It almost appears pointless to credit novel arrival Nyu Media with fixing on Satazius – the game was already in English and apart from translating a couple of out-of-game paragraphs of rear story text, their input here looks rather minimal. Thus is the rear story, to be honest – space pirates are worse, and you’ve acquired to battle your way via a solar system full of them. You’ve acquired a highly enhanced starfighter with plenty weaponry to wreck worlds – what are you awaiting for?
Were it not for the somewhat higher display resolution, Satazius could pass for a long-missed SNES game.

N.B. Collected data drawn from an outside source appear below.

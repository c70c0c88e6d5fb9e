//! Editing session: routes input events to selection, dragging and editing,
//! and publishes a snapshot after every step that changed something.

use crate::canvas::Canvas;
use crate::config::EditorConfig;
use crate::drag::DragController;
use crate::editor::{EditError, PropertyForm};
use crate::input::{InputState, KeyEvent, PointerEvent};
use crate::shapes::{Shape, ShapeId, ShapeKind};
use crate::snapshot::{CanvasSnapshot, SnapshotPublisher, SubscriptionId};
use kurbo::Point;

/// One editor instance: canvas state, input tracking and the drag state machine.
#[derive(Debug)]
pub struct Session {
    canvas: Canvas,
    input: InputState,
    drag: DragController,
    publisher: SnapshotPublisher,
}

impl Default for Session {
    fn default() -> Self {
        Self::new(&EditorConfig::default())
    }
}

impl Session {
    pub fn new(config: &EditorConfig) -> Self {
        let mut session = Self {
            canvas: Canvas::with_config(config),
            input: InputState::new(),
            drag: DragController::new(),
            publisher: SnapshotPublisher::new(),
        };
        session.publish();
        session
    }

    pub fn canvas(&self) -> &Canvas {
        &self.canvas
    }

    pub fn is_dragging(&self) -> bool {
        self.drag.is_dragging()
    }

    /// Latest published snapshot.
    pub fn snapshot(&self) -> Option<&CanvasSnapshot> {
        self.publisher.latest()
    }

    /// Subscribe to snapshot changes; called right away with the current snapshot.
    pub fn subscribe(&mut self, subscriber: impl FnMut(&CanvasSnapshot) + 'static) -> SubscriptionId {
        self.publisher.subscribe(subscriber)
    }

    pub fn unsubscribe(&mut self, id: SubscriptionId) -> bool {
        self.publisher.unsubscribe(id)
    }

    fn publish(&mut self) -> bool {
        self.publisher.publish(&self.canvas).is_some()
    }

    /// Handle a pointer event in canvas-local coordinates.
    ///
    /// Returns whether a new snapshot was published.
    pub fn handle_pointer_event(&mut self, event: PointerEvent) -> bool {
        match event {
            PointerEvent::Down { position } => {
                self.drag
                    .begin(position, self.canvas.selection(), self.canvas.shapes());
            }
            PointerEvent::Move { position } => {
                if let Some(shapes) =
                    self.drag
                        .drag_to(position, self.canvas.shapes(), self.canvas.size())
                {
                    self.canvas.set_shapes(shapes);
                }
                self.update_hover(position);
            }
            PointerEvent::Up { .. } => {
                self.drag.end();
            }
            PointerEvent::Click { position } => self.click(position),
            PointerEvent::Leave => {
                self.canvas.set_hovered(None);
            }
        }
        self.publish()
    }

    fn click(&mut self, position: Point) {
        let hit = self.canvas.shape_at(position);
        let additive = self.input.modifiers.additive();
        self.canvas.select(hit, additive);
    }

    fn update_hover(&mut self, position: Point) {
        // Window-level moves during a drag can land outside the canvas
        let size = self.canvas.size();
        let inside = (0.0..=size.width).contains(&position.x) && (0.0..=size.height).contains(&position.y);
        let hovered = if inside { self.canvas.shape_at(position) } else { None };
        self.canvas.set_hovered(hovered);
    }

    /// Track modifier keys. Key events never change what is drawn.
    pub fn handle_key_event(&mut self, event: &KeyEvent) {
        self.input.handle_key_event(event);
    }

    /// Palette: append a default shape of `kind`.
    pub fn add_shape(&mut self, kind: ShapeKind) -> ShapeId {
        let id = self.canvas.add_shape(kind);
        self.publish();
        id
    }

    /// The shape the property editor may edit: the single selected one.
    pub fn editable_shape(&self) -> Option<&Shape> {
        self.canvas.single_selected()
    }

    /// Property form for [`editable_shape`](Self::editable_shape).
    pub fn property_form(&self) -> Option<PropertyForm> {
        self.editable_shape().map(PropertyForm::from_shape)
    }

    /// Apply a property form to the single selected shape.
    ///
    /// Refused while zero or several shapes are selected.
    pub fn commit_edit(&mut self, form: &PropertyForm) -> Result<ShapeId, EditError> {
        let selection = self.canvas.selection();
        let id = selection
            .single()
            .ok_or(EditError::NotSingleSelection(selection.len()))?;
        let base = self
            .canvas
            .document
            .get_shape(id)
            .ok_or(EditError::ShapeNotFound(id))?;
        let replacement = form.commit(base);
        self.canvas.document.replace_shape(id, replacement);
        self.publish();
        Ok(id)
    }
}

#[cfg(test)]
mod tests {
    use super::*;
    use crate::editor::Field;
    use crate::shapes::{Circle, Rectangle};
    use std::cell::RefCell;
    use std::rc::Rc;

    fn down(x: f64, y: f64) -> PointerEvent {
        PointerEvent::Down { position: Point::new(x, y) }
    }

    fn moved(x: f64, y: f64) -> PointerEvent {
        PointerEvent::Move { position: Point::new(x, y) }
    }

    fn up(x: f64, y: f64) -> PointerEvent {
        PointerEvent::Up { position: Point::new(x, y) }
    }

    fn click(x: f64, y: f64) -> PointerEvent {
        PointerEvent::Click { position: Point::new(x, y) }
    }

    /// Press and release in place, as the browser reports a plain click.
    fn tap(session: &mut Session, x: f64, y: f64) {
        session.handle_pointer_event(down(x, y));
        session.handle_pointer_event(up(x, y));
        session.handle_pointer_event(click(x, y));
    }

    fn shift(session: &mut Session, pressed: bool) {
        let key = "Shift".to_string();
        session.handle_key_event(&if pressed { KeyEvent::Pressed(key) } else { KeyEvent::Released(key) });
    }

    #[test]
    fn test_click_selects_topmost() {
        let mut session = Session::default();
        let rect = session.add_shape(ShapeKind::Rectangle);
        let circle = session.add_shape(ShapeKind::Circle);

        tap(&mut session, 60.0, 60.0);
        assert_eq!(session.canvas().selection().single(), Some(circle));

        tap(&mut session, 200.0, 120.0);
        assert_eq!(session.canvas().selection().single(), Some(rect));

        tap(&mut session, 700.0, 500.0);
        assert!(session.canvas().selection().is_empty());
    }

    #[test]
    fn test_shift_click_toggles() {
        let mut session = Session::default();
        let rect = session.add_shape(ShapeKind::Rectangle);
        let circle = session.add_shape(ShapeKind::Circle);

        tap(&mut session, 200.0, 120.0);
        shift(&mut session, true);
        tap(&mut session, 60.0, 60.0);
        assert!(session.canvas().is_selected(rect));
        assert!(session.canvas().is_selected(circle));

        tap(&mut session, 200.0, 120.0);
        assert!(!session.canvas().is_selected(rect));
        assert!(session.canvas().is_selected(circle));

        // Shift-click on empty canvas changes nothing
        tap(&mut session, 700.0, 500.0);
        assert_eq!(session.canvas().selection().len(), 1);

        shift(&mut session, false);
        tap(&mut session, 700.0, 500.0);
        assert!(session.canvas().selection().is_empty());
    }

    #[test]
    fn test_drag_moves_selection_and_ends_on_up() {
        let mut session = Session::default();
        let circle = session.add_shape(ShapeKind::Circle);
        tap(&mut session, 50.0, 50.0);

        session.handle_pointer_event(down(50.0, 50.0));
        assert!(session.is_dragging());
        session.handle_pointer_event(moved(150.0, 250.0));
        session.handle_pointer_event(moved(900.0, 900.0));
        session.handle_pointer_event(up(900.0, 900.0));
        assert!(!session.is_dragging());

        let shape = session.canvas().document.get_shape(circle).unwrap();
        assert_eq!(shape.anchor(), Point::new(750.0, 550.0));

        // Moves after pointer-up do nothing
        session.handle_pointer_event(moved(100.0, 100.0));
        let shape = session.canvas().document.get_shape(circle).unwrap();
        assert_eq!(shape.anchor(), Point::new(750.0, 550.0));
    }

    #[test]
    fn test_drag_from_anywhere_moves_all_selected() {
        let mut session = Session::default();
        let rect = session.add_shape(ShapeKind::Rectangle);
        let circle = session.add_shape(ShapeKind::Circle);
        tap(&mut session, 200.0, 120.0);
        shift(&mut session, true);
        tap(&mut session, 60.0, 60.0);
        shift(&mut session, false);

        // Pointer-down over empty canvas still drags the selection
        session.handle_pointer_event(down(400.0, 400.0));
        session.handle_pointer_event(moved(450.0, 420.0));
        session.handle_pointer_event(up(450.0, 420.0));

        let doc = &session.canvas().document;
        assert_eq!(doc.get_shape(rect).unwrap().anchor(), Point::new(100.0, 70.0));
        assert_eq!(doc.get_shape(circle).unwrap().anchor(), Point::new(100.0, 70.0));
        assert_eq!(session.canvas().selection().len(), 2);

        // The click that follows lands on empty canvas and clears the selection
        session.handle_pointer_event(click(450.0, 420.0));
        assert!(session.canvas().selection().is_empty());
    }

    #[test]
    fn test_click_after_drag_still_selects() {
        let mut session = Session::default();
        let rect = session.add_shape(ShapeKind::Rectangle);
        let circle = session.add_shape(ShapeKind::Circle);
        tap(&mut session, 200.0, 120.0);

        // Drag the rectangle by an empty-canvas press, release over the circle
        session.handle_pointer_event(down(600.0, 500.0));
        session.handle_pointer_event(moved(610.0, 500.0));
        session.handle_pointer_event(up(610.0, 500.0));
        assert_eq!(
            session.canvas().document.get_shape(rect).unwrap().anchor(),
            Point::new(60.0, 50.0)
        );
        session.handle_pointer_event(click(60.0, 60.0));
        assert_eq!(session.canvas().selection().single(), Some(circle));

        // Same drag released on empty canvas clears everything
        session.handle_pointer_event(down(600.0, 500.0));
        session.handle_pointer_event(moved(610.0, 500.0));
        session.handle_pointer_event(up(610.0, 500.0));
        session.handle_pointer_event(click(610.0, 500.0));
        assert!(session.canvas().selection().is_empty());
    }

    #[test]
    fn test_no_drag_without_selection() {
        let mut session = Session::default();
        let rect = session.add_shape(ShapeKind::Rectangle);
        session.handle_pointer_event(down(60.0, 60.0));
        assert!(!session.is_dragging());
        session.handle_pointer_event(moved(300.0, 300.0));
        assert_eq!(
            session.canvas().document.get_shape(rect).unwrap().anchor(),
            Point::new(50.0, 50.0)
        );
    }

    #[test]
    fn test_hover_tracks_pointer() {
        let mut session = Session::default();
        let rect = session.add_shape(ShapeKind::Rectangle);
        let circle = session.add_shape(ShapeKind::Circle);

        session.handle_pointer_event(moved(200.0, 120.0));
        assert_eq!(session.canvas().hovered(), Some(rect));
        session.handle_pointer_event(moved(60.0, 60.0));
        assert_eq!(session.canvas().hovered(), Some(circle));
        session.handle_pointer_event(PointerEvent::Leave);
        assert_eq!(session.canvas().hovered(), None);
        session.handle_pointer_event(moved(900.0, 120.0));
        assert_eq!(session.canvas().hovered(), None);
    }

    #[test]
    fn test_publishes_each_drag_step() {
        let mut session = Session::default();
        session.add_shape(ShapeKind::Rectangle);
        tap(&mut session, 100.0, 100.0);

        let seen = Rc::new(RefCell::new(Vec::new()));
        let sink = Rc::clone(&seen);
        session.subscribe(move |snap: &CanvasSnapshot| sink.borrow_mut().push(snap.shapes[0].anchor()));
        session.handle_pointer_event(down(100.0, 100.0));
        session.handle_pointer_event(moved(110.0, 100.0));
        session.handle_pointer_event(moved(120.0, 100.0));
        session.handle_pointer_event(up(120.0, 100.0));

        assert_eq!(
            *seen.borrow(),
            vec![Point::new(50.0, 50.0), Point::new(60.0, 50.0), Point::new(70.0, 50.0)]
        );
    }

    #[test]
    fn test_edit_single_selection() {
        let mut session = Session::default();
        let rect = session.add_shape(ShapeKind::Rectangle);
        assert!(session.property_form().is_none());

        tap(&mut session, 100.0, 100.0);
        let mut form = session.property_form().unwrap();
        form.set(Field::Width, "50");
        form.set(Field::FillColor, "#0000ff");
        assert_eq!(session.commit_edit(&form), Ok(rect));

        let shape = session.editable_shape().unwrap();
        assert_eq!(shape.id(), rect);
        assert_eq!(shape.bounds().width(), 50.0);
        assert_eq!(shape.fill_color().to_hex(), "#0000ff");
    }

    #[test]
    fn test_edit_refused_under_multi_select() {
        let mut session = Session::default();
        let rect = session.add_shape(ShapeKind::Rectangle);
        session.add_shape(ShapeKind::Circle);
        tap(&mut session, 200.0, 120.0);
        let form = session.property_form().unwrap();

        shift(&mut session, true);
        tap(&mut session, 60.0, 60.0);
        assert!(session.editable_shape().is_none());
        assert_eq!(session.commit_edit(&form), Err(EditError::NotSingleSelection(2)));

        // Nothing was rewritten
        let shapes = session.canvas().shapes();
        assert!(matches!(shapes[0], Shape::Rectangle(Rectangle { .. })));
        assert!(matches!(shapes[1], Shape::Circle(Circle { .. })));
        assert_eq!(shapes[0].id(), rect);
    }

    #[test]
    fn test_edit_with_empty_selection() {
        let mut session = Session::default();
        session.add_shape(ShapeKind::Circle);
        assert_eq!(
            session.commit_edit(&PropertyForm::default()),
            Err(EditError::NotSingleSelection(0))
        );
    }
}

The sprites are pointedly low-fi, using a deliberately limited palette, and animations are often managed in a blocky pixel-rotating style like to the SNES’s Mode 7 effects.
In a genre today heavy with squeaky-voiced magical girls and fan service, this one harks rear to the 90s, where everything a shooter required was a spaceship, an evil armada to blow up and a boatload of lasers. Though the retro aesthetic is solid, the art direction of the game doesn’t function out thus well, with things seeming rougher and more complex as compared to they should, reminiscent of Taito’s Metal Black.
Solid’ is a word that seems to crop up a lot, even. It’s a good word to depict the audio. It’s a familiar pseudo-16-bit range of tunes and effects, extremely like in fashion to their before game Gigantic Army. Much similar to the art, while , the music is possibly small even grungy – the more bass’y synths sounding rough and gravelly, nearly as they’ve been distorted by pushing up through their speaker range – that makes no sense, of course, but it’s a strange sound that might put some folks off. Only listen to the music in the game play video above for an thought of how it every sounds.
It’s a solid one in terms of difficulty, even. Not too easy, not too hard, although the higher difficulty settings can be fairly brutal. There’s some instants that look unfair at first, but they’re frequent telegraphed in some way that may not appear initially apparent. Every level, you select a main weapon, 2 secondary weapons and a smart bomb from a list that turns above the course of a play via. The power up system is simple adequate – various objects and enemies drop power ups that enhance the level of your primary, currently selected secondary and smart bomb weapons, and occasionally a shield power up that affords you the ability to soak up one additional hit earlier dying.